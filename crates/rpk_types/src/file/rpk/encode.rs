//! RPK Image Format Compression
//!
//! ## Overview
//!
//! The encoder consumes pixels in raster order and accumulates them into a
//! pending run. A run is flushed as one opcode byte plus its buffered
//! argument payload whenever an incompatible pixel arrives, the run reaches
//! its length cap, or the image ends.
//!
//! ## Operation Selection
//!
//! For each pixel, against the previous pixel `prev` and the whole-pixel
//! XOR `d`, the first matching rule wins:
//!
//! 1. Pixel equals `prev`: extend (or start) a repeat run. The cache is not
//!    touched.
//! 2. A 2-bit delta run is active, below its cap, and `d` fits two bits per
//!    component: extend it. The cache probe is skipped on this path; a
//!    one-byte index could not beat the one-byte delta and would end the
//!    run.
//! 3. The cache slot for the pixel holds the pixel: flush and emit the slot
//!    number as a single byte.
//! 4. `d` fits two bits per component and the active run is not the 5/6/5
//!    kind: append to (or start) a 2-bit delta run.
//! 5. `d` fits 5/6/5 over RGB with alpha unchanged: append to (or start) a
//!    5/6/5 run.
//! 6. Otherwise: append the literal color to (or start) a literal run.
//!
//! Every pixel that reaches rules 2, 4, 5 or 6 is written to its cache
//! slot, mirroring the decoder. This ordering is what makes the emitted
//! stream deterministic; reordering it produces different (if still
//! decodable) bytes.
//!
//! ## Run Lengths
//!
//! Repeat runs carry up to 526 352 pixels using the extended length forms
//! described in [`super::decode`]; the other run kinds carry at most 32
//! pixels and buffer their argument bytes until the flush.

use std::io::Write;

use crate::file::RpkError;

use super::{
	Channels, Header, RunType,
	constants::{FOOTER, MAX_ARG_RUN, MAX_REPEAT_RUN},
	opcodes::{DIFF2_MASK, DIFF565_MASK, OP_RUN, RUN_TYPE_SHIFT},
	pixel::{ColorCache, Pixel},
};

/// Packs a whole-pixel XOR whose components all fit two bits into one
/// argument byte, red in the top two bits.
fn diff2_byte(d: u32) -> u8 {
	let [dr, dg, db, da] = d.to_be_bytes();
	dr << 6 | dg << 4 | db << 2 | da
}

/// Packs a whole-pixel XOR that fits the 5/6/5 form into two argument
/// bytes: `[dr:5 | dg_hi:3] [dg_lo:3 | db:5]`.
fn diff565_bytes(d: u32) -> [u8; 2] {
	let [dr, dg, db, _] = d.to_be_bytes();
	[dr << 3 | dg >> 3, (dg & 7) << 5 | db]
}

/// Streaming RPK encoder.
///
/// Writes the header on construction, consumes one scanline per
/// [`write_row`](Encoder::write_row) call, and emits the final flush and
/// the 8-byte end marker in [`finish`](Encoder::finish). State is scoped to
/// one image; after any error the encoder must be discarded.
#[derive(Debug)]
pub struct Encoder<W: Write> {
	sink: W,
	width: u32,
	height: u32,
	channels: Channels,
	cache: ColorCache,
	prev: Pixel,
	run_type: Option<RunType>,
	run: u32,
	args: Vec<u8>,
	rows_written: u32,
}

impl<W: Write> Encoder<W> {
	/// Creates an encoder for one image and writes the file header.
	pub fn new(mut sink: W, header: &Header) -> Result<Self, RpkError> {
		sink.write_all(&header.to_bytes()).map_err(RpkError::Sink)?;

		Ok(Self {
			sink,
			width: header.width(),
			height: header.height(),
			channels: header.channels(),
			cache: ColorCache::new(),
			prev: Pixel::OPAQUE,
			run_type: None,
			run: 0,
			// 32 pixels of at most 4 argument bytes each
			args: Vec::with_capacity(MAX_ARG_RUN as usize * 4),
			rows_written: 0,
		})
	}

	/// Consumes one scanline of `width * channels` bytes.
	pub fn write_row(&mut self, row: &[u8]) -> Result<(), RpkError> {
		let expected = self.width as usize * self.channels.bytes_per_pixel();
		if row.len() != expected {
			return Err(RpkError::RowLength {
				expected,
				actual: row.len(),
			});
		}
		if self.rows_written == self.height {
			return Err(RpkError::RowCount {
				expected: self.height,
				actual: self.height + 1,
			});
		}

		for bytes in row.chunks_exact(self.channels.bytes_per_pixel()) {
			self.push_pixel(Pixel::from_row(bytes, self.channels))?;
		}
		self.rows_written += 1;

		Ok(())
	}

	/// Flushes the pending run, writes the end marker, and returns the sink.
	///
	/// Fails with [`RpkError::RowCount`] if fewer rows were supplied than
	/// the header declares.
	pub fn finish(mut self) -> Result<W, RpkError> {
		if self.rows_written != self.height {
			return Err(RpkError::RowCount {
				expected: self.height,
				actual: self.rows_written,
			});
		}

		self.flush_run()?;
		self.sink.write_all(&FOOTER).map_err(RpkError::Sink)?;
		self.sink.flush().map_err(RpkError::Sink)?;

		Ok(self.sink)
	}

	fn push_pixel(&mut self, px: Pixel) -> Result<(), RpkError> {
		if px == self.prev {
			if self.run_type == Some(RunType::Repeat) && self.run < MAX_REPEAT_RUN {
				self.run += 1;
			} else {
				self.flush_run()?;
				self.run_type = Some(RunType::Repeat);
				self.run = 1;
			}
			return Ok(());
		}

		let d = px.bits() ^ self.prev.bits();

		// Greedy continuation of an active 2-bit delta run, no cache probe
		if self.run_type == Some(RunType::Diff2) && self.run < MAX_ARG_RUN && d & DIFF2_MASK == 0 {
			self.args.push(diff2_byte(d));
			self.run += 1;
			self.cache.put(px);
			self.prev = px;
			return Ok(());
		}

		if self.cache.get(px.hash()) == px {
			self.flush_run()?;
			self.sink.write_all(&[px.hash()]).map_err(RpkError::Sink)?;
			self.prev = px;
			return Ok(());
		}

		if d & DIFF2_MASK == 0 && self.run_type != Some(RunType::Diff565) {
			self.start_or_extend(RunType::Diff2)?;
			self.args.push(diff2_byte(d));
		} else if d & DIFF565_MASK == 0 {
			self.start_or_extend(RunType::Diff565)?;
			self.args.extend_from_slice(&diff565_bytes(d));
		} else {
			self.start_or_extend(RunType::Color)?;
			self.args.extend_from_slice(&[px.r, px.g, px.b]);
			if self.channels.has_alpha() {
				self.args.push(px.a);
			}
		}
		self.run += 1;
		self.cache.put(px);
		self.prev = px;

		Ok(())
	}

	/// Flushes first if a different run kind is pending or the active one
	/// is full, then marks `kind` as the pending run kind.
	fn start_or_extend(&mut self, kind: RunType) -> Result<(), RpkError> {
		if self.run > 0 && (self.run_type != Some(kind) || self.run == MAX_ARG_RUN) {
			self.flush_run()?;
		}
		self.run_type = Some(kind);
		Ok(())
	}

	fn flush_run(&mut self) -> Result<(), RpkError> {
		let Some(kind) = self.run_type.take() else {
			return Ok(());
		};
		let run = self.run;
		self.run = 0;

		match kind {
			RunType::Repeat => self.write_repeat_opcode(run)?,
			_ => {
				let op = OP_RUN | (kind as u8) << RUN_TYPE_SHIFT | (run - 1) as u8;
				self.sink.write_all(&[op]).map_err(RpkError::Sink)?;
				self.sink.write_all(&self.args).map_err(RpkError::Sink)?;
			}
		}
		self.args.clear();

		Ok(())
	}

	/// Emits a repeat-run opcode, picking the shortest of the three length
	/// forms.
	fn write_repeat_opcode(&mut self, run: u32) -> Result<(), RpkError> {
		debug_assert!((1..=MAX_REPEAT_RUN).contains(&run));

		if run <= 16 {
			let op = OP_RUN | (run - 1) as u8;
			self.sink.write_all(&[op]).map_err(RpkError::Sink)
		} else if run <= 2064 {
			let v = run - 17;
			let op = OP_RUN | 0x10 | (v >> 8) as u8;
			self.sink.write_all(&[op, v as u8]).map_err(RpkError::Sink)
		} else {
			let v = run - 2065;
			let op = OP_RUN | 0x18 | (v >> 16) as u8;
			self.sink
				.write_all(&[op, (v >> 8) as u8, v as u8])
				.map_err(RpkError::Sink)
		}
	}
}

/// Compresses a raw pixel buffer into a complete RPK file.
///
/// `pixels` holds `width * height * channels` bytes in raster order;
/// 3-channel data carries no alpha bytes.
pub fn compress(
	pixels: &[u8],
	width: u32,
	height: u32,
	channels: Channels,
	colorspace: u8,
) -> Result<Vec<u8>, RpkError> {
	let header = Header::new(width, height, channels, colorspace);

	let expected = header.pixel_count() as usize * channels.bytes_per_pixel();
	if pixels.len() != expected {
		return Err(RpkError::PixelBuffer {
			expected,
			actual: pixels.len(),
		});
	}

	// Worst case is one opcode byte per literal pixel plus flush overhead
	let limit = Header::SIZE + expected + expected / channels.bytes_per_pixel() + FOOTER.len();
	let mut encoder = Encoder::new(Vec::with_capacity(limit), &header)?;
	if header.row_bytes() > 0 {
		for row in pixels.chunks_exact(header.row_bytes()) {
			encoder.write_row(row)?;
		}
	} else {
		for _ in 0..height {
			encoder.write_row(&[])?;
		}
	}

	encoder.finish()
}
━━━━━━━━━━━━━━━━
*Action item*: What you return must be an exact retyping of the lines above starting at the line with "args: Vec::with_capacity(MAX_ARG_RUN as" and ending at the line with "if self.rows_written == self.height", and nothing besides.

*Exercise answer*:
			args: Vec::with_capacity(MAX_ARG_RUN as usize * 4),
			rows_written: 0,
		})
	}

	/// Consumes one scanline of `width * channels` bytes.
	pub fn write_row(&mut self, row: &[u8]) -> Result<(), RpkError> {
		let expected = self.width as usize * self.channels.bytes_per_pixel();
		if row.len() != expected {
			return Err(RpkError::RowLength {
				expected,
				actual: row.len(),
			});
		}
		if self.rows_written == self.height {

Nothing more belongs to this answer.